Rhone cleared to acquire swimming pool equipment company Fluidra

The Commerce Commission has granted clearance for Rhone to acquire Fluidra.

Both businesses supply residential swimming pool equipment in New Zealand, with Rhone selling under the brand name Zodiac.

Rhone sought clearance from a number of regulators in different countries including New Zealand as part of a proposed global merger.

In reaching its decision, the Commission considered the impact on New Zealand markets for the supply of residential swimming pool filters, pumps, heating equipment, automatic chlorinators, cleaning equipment, water features, and automation controllers.

Commission Chairman Dr Mark Berry said the Commission is satisfied the acquisition is unlikely to substantially lessen competition in New Zealand markets.

“We are satisfied that the merged entity would continue to face sufficient competition from other suppliers of swimming pool equipment,” Dr Berry said.

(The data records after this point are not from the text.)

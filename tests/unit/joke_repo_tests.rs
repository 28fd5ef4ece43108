//! Unit tests for the joke repository.

use chrono::{Duration, TimeZone, Utc};

use cheeseday::models::joke::NewJoke;
use cheeseday::persistence::db;
use cheeseday::persistence::joke_repo::{Eligibility, JokeRepo};
use cheeseday::AppError;

fn sample(n: u32) -> NewJoke {
    NewJoke::new(
        format!("What cheese {n}?"),
        "Tell me",
        format!("Answer {n}"),
        format!("https://img.example/{n}.jpg"),
    )
}

#[tokio::test]
async fn insert_then_get_round_trips() {
    let pool = db::connect_memory().await.expect("db");
    let mut conn = db::acquire(&pool).await.expect("conn");
    let mut repo = JokeRepo::new(&mut conn);

    let stored = repo.insert(&sample(1)).await.expect("insert");
    let loaded = repo.get_by_id(stored.id).await.expect("get");

    assert_eq!(loaded, stored);
    assert_eq!(loaded.prompt, "What cheese 1?");
    assert_eq!(loaded.consumed_at, None);
}

#[tokio::test]
async fn get_unknown_id_is_not_found() {
    let pool = db::connect_memory().await.expect("db");
    let mut conn = db::acquire(&pool).await.expect("conn");

    let err = JokeRepo::new(&mut conn)
        .get_by_id(404)
        .await
        .expect_err("absent joke");
    assert!(matches!(err, AppError::NotFound(_)));
}

#[tokio::test]
async fn eligibility_filters_on_consumption_marker() {
    let pool = db::connect_memory().await.expect("db");
    let mut conn = db::acquire(&pool).await.expect("conn");
    let mut repo = JokeRepo::new(&mut conn);

    let now = Utc.with_ymd_and_hms(2024, 6, 15, 9, 0, 0).unwrap();
    let fresh = repo.insert(&sample(1)).await.expect("insert");
    let recent = repo.insert(&sample(2)).await.expect("insert");
    let stale = repo.insert(&sample(3)).await.expect("insert");
    repo.mark_consumed(recent.id, now - Duration::days(3))
        .await
        .expect("mark recent");
    repo.mark_consumed(stale.id, now - Duration::days(60))
        .await
        .expect("mark stale");

    assert_eq!(repo.count_eligible(Eligibility::Any).await.expect("count"), 3);
    assert_eq!(
        repo.count_eligible(Eligibility::NeverConsumed)
            .await
            .expect("count"),
        1
    );
    let cutoff = now - Duration::days(30);
    assert_eq!(
        repo.count_eligible(Eligibility::ConsumedBefore(cutoff))
            .await
            .expect("count"),
        2
    );

    let first = repo
        .nth_eligible(Eligibility::ConsumedBefore(cutoff), 0)
        .await
        .expect("nth")
        .expect("row");
    let second = repo
        .nth_eligible(Eligibility::ConsumedBefore(cutoff), 1)
        .await
        .expect("nth")
        .expect("row");
    assert_eq!(first.id, fresh.id);
    assert_eq!(second.id, stale.id);
    assert!(repo
        .nth_eligible(Eligibility::ConsumedBefore(cutoff), 2)
        .await
        .expect("nth")
        .is_none());
}

#[tokio::test]
async fn marking_twice_keeps_the_later_timestamp() {
    let pool = db::connect_memory().await.expect("db");
    let mut conn = db::acquire(&pool).await.expect("conn");
    let mut repo = JokeRepo::new(&mut conn);

    let joke = repo.insert(&sample(1)).await.expect("insert");
    let earlier = Utc.with_ymd_and_hms(2024, 6, 1, 9, 0, 0).unwrap();
    let later = Utc.with_ymd_and_hms(2024, 6, 2, 9, 0, 0).unwrap();
    repo.mark_consumed(joke.id, earlier).await.expect("first mark");
    repo.mark_consumed(joke.id, later).await.expect("second mark");

    let since = repo.list_consumed_since(earlier).await.expect("list");
    assert_eq!(since.len(), 1);
    assert_eq!(since[0].consumed_at, Some(later));
}

#[tokio::test]
async fn mark_unknown_joke_is_not_found() {
    let pool = db::connect_memory().await.expect("db");
    let mut conn = db::acquire(&pool).await.expect("conn");

    let err = JokeRepo::new(&mut conn)
        .mark_consumed(9, Utc::now())
        .await
        .expect_err("absent joke");
    assert!(matches!(err, AppError::NotFound(_)));
}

A public version of the written reasons for the decision will be available on the Clearances Register in due course.

Background

Rhone Capital LLC
Rhone is a New York-based private equity firm that owns a number of entities, including the Zodiac group of companies, which supply a range of swimming pool equipment globally. In New Zealand, Zodiac imports and distributes a range of equipment used in residential pools, including pumps, filters, cleaners, heating, and automation systems. It also manufactures a range of residential pool covers in Auckland.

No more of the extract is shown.